▶ **YOUR OBJECTIVE**: From the records below, output exactly the lines running from the line containing "repository 7878b2533fae6aed" through the line containing "String, at: DVec2, px: f64", and no others.

▶ **Dataset entries**:
☆ ☆ ☆ ☆ ☆ ☆ ☆

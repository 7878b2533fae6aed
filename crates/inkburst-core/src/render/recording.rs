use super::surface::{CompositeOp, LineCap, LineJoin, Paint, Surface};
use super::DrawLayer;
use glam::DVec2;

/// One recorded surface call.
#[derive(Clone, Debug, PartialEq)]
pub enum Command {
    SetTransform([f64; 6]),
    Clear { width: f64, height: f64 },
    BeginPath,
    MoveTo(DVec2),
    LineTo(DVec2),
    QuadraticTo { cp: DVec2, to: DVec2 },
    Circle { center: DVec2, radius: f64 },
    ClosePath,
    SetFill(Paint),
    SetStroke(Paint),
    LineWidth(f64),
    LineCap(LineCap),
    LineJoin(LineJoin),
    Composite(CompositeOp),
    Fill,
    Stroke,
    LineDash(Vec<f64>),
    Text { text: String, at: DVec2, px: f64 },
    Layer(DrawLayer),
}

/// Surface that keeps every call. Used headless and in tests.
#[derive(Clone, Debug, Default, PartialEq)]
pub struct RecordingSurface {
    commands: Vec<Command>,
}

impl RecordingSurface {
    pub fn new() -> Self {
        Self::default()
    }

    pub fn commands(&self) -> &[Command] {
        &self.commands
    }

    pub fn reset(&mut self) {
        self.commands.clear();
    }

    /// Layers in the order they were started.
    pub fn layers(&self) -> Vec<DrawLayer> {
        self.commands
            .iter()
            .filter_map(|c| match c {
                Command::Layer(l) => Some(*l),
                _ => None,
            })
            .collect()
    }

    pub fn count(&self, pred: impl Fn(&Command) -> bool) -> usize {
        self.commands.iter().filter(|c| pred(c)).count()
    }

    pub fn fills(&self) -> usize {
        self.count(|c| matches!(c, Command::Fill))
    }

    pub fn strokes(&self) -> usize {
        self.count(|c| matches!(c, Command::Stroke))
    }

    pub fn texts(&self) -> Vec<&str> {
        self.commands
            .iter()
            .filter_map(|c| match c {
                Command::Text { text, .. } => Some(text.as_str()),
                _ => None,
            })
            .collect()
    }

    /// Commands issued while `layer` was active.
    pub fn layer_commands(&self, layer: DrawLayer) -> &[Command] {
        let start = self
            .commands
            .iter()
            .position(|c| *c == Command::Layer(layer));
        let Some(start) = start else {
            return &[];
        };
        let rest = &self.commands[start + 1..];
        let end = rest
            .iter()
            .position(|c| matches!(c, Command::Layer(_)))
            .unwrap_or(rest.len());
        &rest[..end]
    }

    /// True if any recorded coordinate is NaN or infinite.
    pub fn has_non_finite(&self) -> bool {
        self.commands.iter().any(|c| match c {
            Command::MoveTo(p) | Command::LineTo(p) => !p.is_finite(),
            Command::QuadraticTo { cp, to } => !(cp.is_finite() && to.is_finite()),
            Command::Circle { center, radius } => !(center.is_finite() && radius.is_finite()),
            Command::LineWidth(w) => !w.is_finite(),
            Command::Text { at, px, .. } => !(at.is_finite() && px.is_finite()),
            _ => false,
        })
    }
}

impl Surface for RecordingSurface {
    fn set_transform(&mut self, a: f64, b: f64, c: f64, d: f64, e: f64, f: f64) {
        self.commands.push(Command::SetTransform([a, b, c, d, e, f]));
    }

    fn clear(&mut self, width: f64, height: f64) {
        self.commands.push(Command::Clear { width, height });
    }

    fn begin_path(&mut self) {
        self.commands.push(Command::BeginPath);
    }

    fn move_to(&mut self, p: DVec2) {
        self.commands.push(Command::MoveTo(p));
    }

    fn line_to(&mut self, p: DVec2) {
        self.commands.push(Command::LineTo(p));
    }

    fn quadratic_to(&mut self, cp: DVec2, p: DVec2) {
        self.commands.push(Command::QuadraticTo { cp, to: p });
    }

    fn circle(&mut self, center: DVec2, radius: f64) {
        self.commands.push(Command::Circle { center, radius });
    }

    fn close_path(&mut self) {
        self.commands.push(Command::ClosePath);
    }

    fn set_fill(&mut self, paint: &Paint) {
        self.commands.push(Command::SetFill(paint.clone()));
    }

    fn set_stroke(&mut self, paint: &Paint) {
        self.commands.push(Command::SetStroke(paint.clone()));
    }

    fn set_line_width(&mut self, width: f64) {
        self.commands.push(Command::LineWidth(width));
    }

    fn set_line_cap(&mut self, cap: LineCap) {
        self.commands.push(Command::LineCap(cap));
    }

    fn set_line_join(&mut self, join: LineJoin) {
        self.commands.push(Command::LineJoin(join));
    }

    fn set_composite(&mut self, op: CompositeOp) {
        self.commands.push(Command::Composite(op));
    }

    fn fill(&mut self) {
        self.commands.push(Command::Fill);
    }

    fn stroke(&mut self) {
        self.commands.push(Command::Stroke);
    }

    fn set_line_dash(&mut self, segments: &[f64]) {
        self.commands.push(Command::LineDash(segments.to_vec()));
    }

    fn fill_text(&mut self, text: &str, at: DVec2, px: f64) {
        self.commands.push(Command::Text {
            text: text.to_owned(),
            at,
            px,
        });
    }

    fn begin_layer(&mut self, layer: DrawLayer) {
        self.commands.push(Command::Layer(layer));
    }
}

☆ ☆ ☆ ☆ ☆ ☆ ☆

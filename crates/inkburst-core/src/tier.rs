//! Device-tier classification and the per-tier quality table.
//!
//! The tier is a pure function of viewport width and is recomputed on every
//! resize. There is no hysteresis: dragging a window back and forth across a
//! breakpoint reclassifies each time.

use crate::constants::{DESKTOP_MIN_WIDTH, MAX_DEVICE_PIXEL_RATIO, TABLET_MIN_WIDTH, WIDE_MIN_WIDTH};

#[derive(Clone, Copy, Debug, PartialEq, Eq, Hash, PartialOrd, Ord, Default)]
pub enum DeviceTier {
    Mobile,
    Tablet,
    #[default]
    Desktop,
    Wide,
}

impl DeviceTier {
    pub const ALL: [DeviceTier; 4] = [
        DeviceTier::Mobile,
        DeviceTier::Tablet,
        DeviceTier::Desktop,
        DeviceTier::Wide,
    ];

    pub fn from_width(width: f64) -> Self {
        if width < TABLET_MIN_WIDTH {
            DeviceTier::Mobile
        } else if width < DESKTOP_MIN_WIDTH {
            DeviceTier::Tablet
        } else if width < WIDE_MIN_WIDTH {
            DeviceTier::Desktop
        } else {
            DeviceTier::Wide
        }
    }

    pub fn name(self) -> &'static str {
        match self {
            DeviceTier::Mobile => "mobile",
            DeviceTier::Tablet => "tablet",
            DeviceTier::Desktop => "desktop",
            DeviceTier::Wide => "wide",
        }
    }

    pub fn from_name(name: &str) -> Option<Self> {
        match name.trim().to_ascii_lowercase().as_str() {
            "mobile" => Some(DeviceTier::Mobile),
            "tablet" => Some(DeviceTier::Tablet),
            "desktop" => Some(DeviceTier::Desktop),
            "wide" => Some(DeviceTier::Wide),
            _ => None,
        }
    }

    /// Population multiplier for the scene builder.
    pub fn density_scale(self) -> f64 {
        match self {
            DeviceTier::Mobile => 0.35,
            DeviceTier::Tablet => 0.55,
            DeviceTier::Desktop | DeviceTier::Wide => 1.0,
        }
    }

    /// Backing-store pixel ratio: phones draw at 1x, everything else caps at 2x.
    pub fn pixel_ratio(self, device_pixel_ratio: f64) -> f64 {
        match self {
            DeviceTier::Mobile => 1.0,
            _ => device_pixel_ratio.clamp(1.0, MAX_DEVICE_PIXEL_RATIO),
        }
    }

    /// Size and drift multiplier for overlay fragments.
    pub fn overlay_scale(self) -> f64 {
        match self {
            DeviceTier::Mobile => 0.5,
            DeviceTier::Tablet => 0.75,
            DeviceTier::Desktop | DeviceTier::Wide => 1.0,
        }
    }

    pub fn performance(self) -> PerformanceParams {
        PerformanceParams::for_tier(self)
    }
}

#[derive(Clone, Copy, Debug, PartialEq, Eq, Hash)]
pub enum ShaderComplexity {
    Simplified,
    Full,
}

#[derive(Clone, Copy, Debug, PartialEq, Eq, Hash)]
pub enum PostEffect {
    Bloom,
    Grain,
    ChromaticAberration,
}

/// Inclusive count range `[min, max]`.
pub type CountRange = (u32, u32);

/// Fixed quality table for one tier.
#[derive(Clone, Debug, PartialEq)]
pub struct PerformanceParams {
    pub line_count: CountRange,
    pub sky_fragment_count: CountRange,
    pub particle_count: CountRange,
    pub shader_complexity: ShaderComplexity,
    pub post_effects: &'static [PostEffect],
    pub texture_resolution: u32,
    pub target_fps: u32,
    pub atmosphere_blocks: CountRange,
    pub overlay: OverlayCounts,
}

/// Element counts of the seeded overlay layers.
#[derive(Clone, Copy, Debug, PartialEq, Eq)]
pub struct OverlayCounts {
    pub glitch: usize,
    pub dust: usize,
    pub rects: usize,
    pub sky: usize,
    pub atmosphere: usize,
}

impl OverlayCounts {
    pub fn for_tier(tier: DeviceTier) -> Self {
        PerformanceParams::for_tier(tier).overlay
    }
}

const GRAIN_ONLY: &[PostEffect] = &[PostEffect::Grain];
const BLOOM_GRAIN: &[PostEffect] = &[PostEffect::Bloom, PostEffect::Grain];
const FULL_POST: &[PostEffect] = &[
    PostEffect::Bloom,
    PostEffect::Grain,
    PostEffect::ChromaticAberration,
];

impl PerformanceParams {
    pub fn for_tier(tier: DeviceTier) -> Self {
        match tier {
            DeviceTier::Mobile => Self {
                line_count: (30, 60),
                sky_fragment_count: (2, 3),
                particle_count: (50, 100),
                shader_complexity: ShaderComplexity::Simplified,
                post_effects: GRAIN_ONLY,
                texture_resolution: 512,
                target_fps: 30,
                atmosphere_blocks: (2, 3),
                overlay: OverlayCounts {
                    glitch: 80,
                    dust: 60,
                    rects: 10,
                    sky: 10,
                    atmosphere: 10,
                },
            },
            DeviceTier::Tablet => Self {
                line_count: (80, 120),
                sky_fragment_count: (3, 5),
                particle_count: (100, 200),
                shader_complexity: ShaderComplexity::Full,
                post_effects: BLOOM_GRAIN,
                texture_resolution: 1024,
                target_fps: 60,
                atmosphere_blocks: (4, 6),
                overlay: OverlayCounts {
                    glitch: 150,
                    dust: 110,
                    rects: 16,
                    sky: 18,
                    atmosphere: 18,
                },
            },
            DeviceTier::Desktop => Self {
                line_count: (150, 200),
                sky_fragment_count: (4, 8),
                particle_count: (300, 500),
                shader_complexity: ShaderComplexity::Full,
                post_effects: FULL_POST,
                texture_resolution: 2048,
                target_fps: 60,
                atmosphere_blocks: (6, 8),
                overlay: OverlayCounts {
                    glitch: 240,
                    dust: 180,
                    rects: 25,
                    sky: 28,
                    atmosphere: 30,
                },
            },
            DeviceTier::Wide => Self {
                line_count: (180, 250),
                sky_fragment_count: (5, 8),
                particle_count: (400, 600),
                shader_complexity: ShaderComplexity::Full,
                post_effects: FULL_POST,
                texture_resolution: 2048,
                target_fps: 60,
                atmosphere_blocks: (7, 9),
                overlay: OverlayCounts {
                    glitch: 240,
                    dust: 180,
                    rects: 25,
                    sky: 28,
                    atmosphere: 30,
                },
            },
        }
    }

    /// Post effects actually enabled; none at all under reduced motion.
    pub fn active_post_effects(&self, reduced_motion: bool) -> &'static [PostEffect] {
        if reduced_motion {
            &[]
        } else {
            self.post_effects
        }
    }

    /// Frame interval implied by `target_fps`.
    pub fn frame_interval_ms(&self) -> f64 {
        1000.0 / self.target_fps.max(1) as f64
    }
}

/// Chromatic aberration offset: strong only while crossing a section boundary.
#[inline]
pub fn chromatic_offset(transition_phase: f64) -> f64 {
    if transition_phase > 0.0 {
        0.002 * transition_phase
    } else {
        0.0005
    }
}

☆ ☆ ☆ ☆ ☆ ☆ ☆

▶ **RESULT OF THIS TASK**:
repository 7878b2533fae6aed
filename crates/inkburst-core/src/render/recording.rs
use super::surface::{CompositeOp, LineCap, LineJoin, Paint, Surface};
use super::DrawLayer;
use glam::DVec2;

/// One recorded surface call.
#[derive(Clone, Debug, PartialEq)]
pub enum Command {
    SetTransform([f64; 6]),
    Clear { width: f64, height: f64 },
    BeginPath,
    MoveTo(DVec2),
    LineTo(DVec2),
    QuadraticTo { cp: DVec2, to: DVec2 },
    Circle { center: DVec2, radius: f64 },
    ClosePath,
    SetFill(Paint),
    SetStroke(Paint),
    LineWidth(f64),
    LineCap(LineCap),
    LineJoin(LineJoin),
    Composite(CompositeOp),
    Fill,
    Stroke,
    LineDash(Vec<f64>),
    Text { text: String, at: DVec2, px: f64 },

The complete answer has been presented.